医療安全管理指針

更新日:2020年3月16日

1 趣旨

本指針では、越谷市立病院(以下「当院」という)における医療安全管理体制の確立のため、具体的方策及び医療事故発生時の対応方法について示すことにより、適切な医療安全管理を推進し、安全な医療の提供に資することを目的とする。

2 基本的な考え方

安全で質の高い医療を提供することは、全ての医療従事者の責務であり、職員ひとりひとりが医療安全を自分自身の課題と認識し、最大限の注意を払いながら日々の業務に従事しなくてはならない。
病院は、事故の発生を未然に防ぎ、患者様が安心して安全な医療を受けられる環境の整備をめざし、組織的な事故防止対策を推進するものとする。また、誤りに対しては原因究明と防止対策を組織的に行い、全体としての医療安全体制の向上に繋げていく。

3 組織及び体制

医療安全対策を推進するため、以下の組織及び役職を設置する。

  1. 安全管理委員会
    当院における医療事故及び紛争等の予防対策を検討し、及び推進する組織として「安全管理委員会」(以下「委員会」という)を設置する。詳細は「安全管理委員会要領」に定める。
  2. 安全管理対策室
    委員会の下で組織横断的に医療安全管理を担う部門として「安全管理対策室(以下「対策室」という)」を設置する。詳細は「安全管理対策室要領」に定める。
  3. 医療安全管理者
    安全管理対策室に配置され、専従として医療安全業務を行う。
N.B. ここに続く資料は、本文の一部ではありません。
//! Price history sampling resolutions.

use serde::{Deserialize, Serialize};
use std::str::FromStr;

use crate::ValidationError;

/// Sampling granularity of historical price data.
#[derive(Debug, Clone, Copy, PartialEq, Eq, Hash, Serialize, Deserialize, Default)]
pub enum Resolution {
    /// 1-minute bars.
    #[serde(rename = "1m")]
    Minute1,
    /// 5-minute bars.
    #[serde(rename = "5m")]
    Minute5,
    /// 15-minute bars.
    #[serde(rename = "15m")]
    Minute15,
    /// 30-minute bars.
    #[serde(rename = "30m")]
    Minute30,
    /// 1-hour bars.
    #[serde(rename = "1H")]
    Hour1,
    /// Daily bars.
    #[default]
    #[serde(rename = "1D")]
    Day1,
    /// Weekly bars.
    #[serde(rename = "1W")]
    Week1,
    /// Monthly bars.
    #[serde(rename = "1M")]
    Month1,
}

impl Resolution {
    /// Returns the bar duration in seconds, or None for calendar-based bars
    /// (weekly and monthly).
    #[must_use]
    pub const fn seconds(&self) -> Option<u64> {
        match self {
            Self::Minute1 => Some(60),
            Self::Minute5 => Some(300),
            Self::Minute15 => Some(900),
            Self::Minute30 => Some(1800),
            Self::Hour1 => Some(3600),
            Self::Day1 => Some(86400),
            Self::Week1 | Self::Month1 => None,
        }
    }

    /// Returns true for sub-daily resolutions.
    #[must_use]
    pub const fn is_intraday(&self) -> bool {
        matches!(
            self,
            Self::Minute1 | Self::Minute5 | Self::Minute15 | Self::Minute30 | Self::Hour1
        )
    }

    /// Returns the canonical resolution code.
    #[must_use]
    pub const fn as_str(&self) -> &'static str {
        match self {
            Self::Minute1 => "1m",
            Self::Minute5 => "5m",
            Self::Minute15 => "15m",
            Self::Minute30 => "30m",
            Self::Hour1 => "1H",
            Self::Day1 => "1D",
            Self::Week1 => "1W",
            Self::Month1 => "1M",
        }
    }

    /// Returns the code the upstream price endpoint expects.
    #[must_use]
    pub const fn query_code(&self) -> &'static str {
        match self {
            Self::Minute1 => "1",
            Self::Minute5 => "5",
            Self::Minute15 => "15",
            Self::Minute30 => "30",
            Self::Hour1 => "60",
            Self::Day1 => "D",
            Self::Week1 => "W",
            Self::Month1 => "M",
        }
    }

    /// Returns all supported resolutions.
    #[must_use]
    pub const fn all() -> &'static [Self] {
        &[
            Self::Minute1,
            Self::Minute5,
            Self::Minute15,
            Self::Minute30,
            Self::Hour1,
            Self::Day1,
            Self::Week1,
            Self::Month1,
        ]
    }
}

impl std::fmt::Display for Resolution {
    fn fmt(&self, f: &mut std::fmt::Formatter<'_>) -> std::fmt::Result {
        write!(f, "{}", self.as_str())
    }
}

impl FromStr for Resolution {
    type Err = ValidationError;

    fn from_str(s: &str) -> Result<Self, Self::Err> {
        let trimmed = s.trim();
        // "M" is month and "m" is minute, so these are matched before lowercasing.
        match trimmed {
            "1M" | "M" => return Ok(Self::Month1),
            "1m" | "m" => return Ok(Self::Minute1),
            _ => {}
        }
        match trimmed.to_lowercase().as_str() {
            "1min" | "minute" => Ok(Self::Minute1),
            "5m" | "5min" => Ok(Self::Minute5),
            "15m" | "15min" => Ok(Self::Minute15),
            "30m" | "30min" => Ok(Self::Minute30),
            "1h" | "h" | "60m" | "hour" => Ok(Self::Hour1),
            "1d" | "d" | "day" | "daily" => Ok(Self::Day1),
            "1w" | "w" | "week" | "weekly" => Ok(Self::Week1),
            "1mo" | "month" | "monthly" => Ok(Self::Month1),
            _ => Err(ValidationError::UnsupportedResolution(s.to_string())),
        }
    }
}

/// Values that can be interpreted as a [`Resolution`].
pub trait IntoResolution {
    /// Converts the value into a supported resolution.
    ///
    /// # Errors
    ///
    /// Returns an error if the value is not a supported resolution code.
    fn into_resolution(self) -> Result<Resolution, ValidationError>;
}

impl IntoResolution for Resolution {
    fn into_resolution(self) -> Result<Resolution, ValidationError> {
        Ok(self)
    }
}

impl IntoResolution for &str {
    fn into_resolution(self) -> Result<Resolution, ValidationError> {
        self.parse()
    }
}

impl IntoResolution for &String {
    fn into_resolution(self) -> Result<Resolution, ValidationError> {
        self.parse()
    }
}

#[cfg(test)]
mod tests {
    use super::*;

    #[test]
    fn test_resolution_seconds() {
        assert_eq!(Resolution::Minute1.seconds(), Some(60));
        assert_eq!(Resolution::Hour1.seconds(), Some(3600));
        assert_eq!(Resolution::Day1.seconds(), Some(86400));
        assert_eq!(Resolution::Month1.seconds(), None);
    }

    #[test]
    fn test_resolution_parse() {
        assert_eq!("1D".parse::<Resolution>().unwrap(), Resolution::Day1);
        assert_eq!("d".parse::<Resolution>().unwrap(), Resolution::Day1);
        assert_eq!("1W".parse::<Resolution>().unwrap(), Resolution::Week1);
        assert_eq!("60m".parse::<Resolution>().unwrap(), Resolution::Hour1);
        assert!("2D".parse::<Resolution>().is_err());
    }

    #[test]
    fn test_month_and_minute_are_distinct() {
        assert_eq!("1M".parse::<Resolution>().unwrap(), Resolution::Month1);
        assert_eq!("1m".parse::<Resolution>().unwrap(), Resolution::Minute1);
        assert_eq!("1mo".parse::<Resolution>().unwrap(), Resolution::Month1);
    }

    #[test]
    fn test_canonical_codes_round_trip() {
        for resolution in Resolution::all() {
            assert_eq!(resolution.as_str().parse::<Resolution>().unwrap(), *resolution);
        }
    }

    #[test]
    fn test_intraday() {
        assert!(Resolution::Minute15.is_intraday());
        assert!(!Resolution::Day1.is_intraday());
        assert!(!Resolution::Week1.is_intraday());
    }
}
//! Ticker symbols.

use serde::{Deserialize, Serialize};
use std::str::FromStr;

use crate::ValidationError;

/// A validated, upper-cased ticker symbol (e.g. `VNM`, `^VNINDEX`, `BRK-B`).
#[derive(Debug, Clone, PartialEq, Eq, Hash, PartialOrd, Ord, Serialize, Deserialize)]
#[serde(try_from = "String", into = "String")]
pub struct Symbol(String);

impl Symbol {
    /// Maximum symbol length in characters.
    pub const MAX_LEN: usize = 16;

    /// Parses and normalizes a symbol.
    ///
    /// Surrounding whitespace is trimmed and letters are upper-cased. The
    /// first character must be alphanumeric or `^`; the rest may also
    /// contain `.`, `-`, `=`, `^` and `_`.
    ///
    /// # Errors
    ///
    /// Returns an error if the symbol is empty, too long, or contains
    /// characters outside the accepted set.
    pub fn new(raw: &str) -> Result<Self, ValidationError> {
        let trimmed = raw.trim();
        if trimmed.is_empty() {
            return Err(ValidationError::EmptySymbol);
        }
        if trimmed.len() > Self::MAX_LEN {
            return Err(ValidationError::MalformedSymbol(raw.to_string()));
        }

        let mut chars = trimmed.chars();
        let first_ok = chars
            .next()
            .is_some_and(|c| c.is_ascii_alphanumeric() || c == '^');
        let rest_ok =
            chars.all(|c| c.is_ascii_alphanumeric() || matches!(c, '.' | '-' | '=' | '^' | '_'));
        if !first_ok || !rest_ok {
            return Err(ValidationError::MalformedSymbol(raw.to_string()));
        }

        Ok(Self(trimmed.to_ascii_uppercase()))
    }

    /// Returns the symbol as a string slice.
    #[must_use]
    pub fn as_str(&self) -> &str {
        &self.0
    }

    /// Returns true if the symbol names an index (`^` prefix).
    #[must_use]
    pub fn is_index(&self) -> bool {
        self.0.starts_with('^')
    }
}

impl std::fmt::Display for Symbol {
    fn fmt(&self, f: &mut std::fmt::Formatter<'_>) -> std::fmt::Result {
        f.write_str(&self.0)
    }
}

impl AsRef<str> for Symbol {
    fn as_ref(&self) -> &str {
        &self.0
    }
}

impl FromStr for Symbol {
    type Err = ValidationError;

    fn from_str(s: &str) -> Result<Self, Self::Err> {
        Self::new(s)
    }
}

impl TryFrom<String> for Symbol {
    type Error = ValidationError;

    fn try_from(value: String) -> Result<Self, Self::Error> {
        Self::new(&value)
    }
}

impl From<Symbol> for String {
    fn from(symbol: Symbol) -> Self {
        symbol.0
    }
}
詳細は「安全管理対策室要領」に定める。
  4. 医薬品安全管理責任者
    委員会と協同し、医薬品の使用に関する安全管理の責任者として、医薬品の安全使用のための業務手順書を整備し、適正に実施されるよう管理監督を行う。
  5. 医療機器安全管理責任者
    委員会と協同し、医療機器の安全管理の責任者として、医療機器安全管理体制の整備と管理監督を行う。
  6. リスクマネージャー及びリスクマネージャー部会
    医療事故防止対策を実効性あるものとするため、委員会の下部組織として設置する。リスクマネージャーは各部門より選出し、事故報告等の連絡調整を担うとともに、定期的にリスクマネージャー部会を開催し、安全管理体制構築のための検討を行う。詳細は「リスクマネージャー部会要領」に定める。

4 安全管理のための職員研修方針

医療安全管理の基本的な考え方や、事故防止の具体的な手法等を周知徹底し、個々の安全意識の向上を図るため、全体に係る安全管理研修を年2回以上開催する。また、必要に応じて、安全管理対策室が企画し勉強会等を実施する。

5 報告等に基づく医療に係る安全確保を目的とした改善方策

医療安全対策を推進するため、以下の組織及び役職を設置する。

  1. 職員はインシデント及びアクシデント事例が発生した場合に、速やかに規定の様式にて報告するものとする。報告の提出については、別途マニュアルに定める。
  2. 報告はあくまで医療事故防止とより質の高い医療の提供が目的であり、当事者の責任を問うものではない。
  3. 安全管理対策室は病院全体の医療事故情報を一元化し、安全管理委員会やリスクマネージャー部会にて分析・評価することにより、再発防止のための改善策を図るとともに、適宜職員に周知を行う。
  4. インシデント及びアクシデント事例とその改善策を共有化するため、全職員対象の安全管理報告会を年1回開催する。

6 医療事故等発生時の対応

  1. 医療側の過失の有無を問わず、患者様に望ましくない事象が発生した場合は、病院内の総力を結集して救命と被害の拡大防止に全力を尽くす。
  2. アクシデントに該当する事例は、所属長の指導の下、事故報告書を速やかに安全管理対策室に提出し、安全管理委員会にて協議を行う。
  3. 医療事故等発生時の報告手順及び具体的対応については、別途マニュアルに定める。

7 患者様との情報の共有

職員は医療の安全管理への理解と協力を得るため、患者様との情報の共有に努めるものとし、本指針の内容について閲覧の求めがあった場合は、これに応じるものとする。

8 患者様からの相談への対応

患者様やその家族等からの相談や苦情に応じられる体制を確保するために、医療連携室に相談窓口を設置し、各部門と連携して支援を行う。

9 その他

  1. 院長は、本指針を全職員に周知するとともに、必要に応じて安全管理委員会において見直しを行う。
  2. 本指針の実現のため「医療安全管理マニュアル」を整備し、全職員に周知するとともに、マニュアルの見直しを定期的に実施する。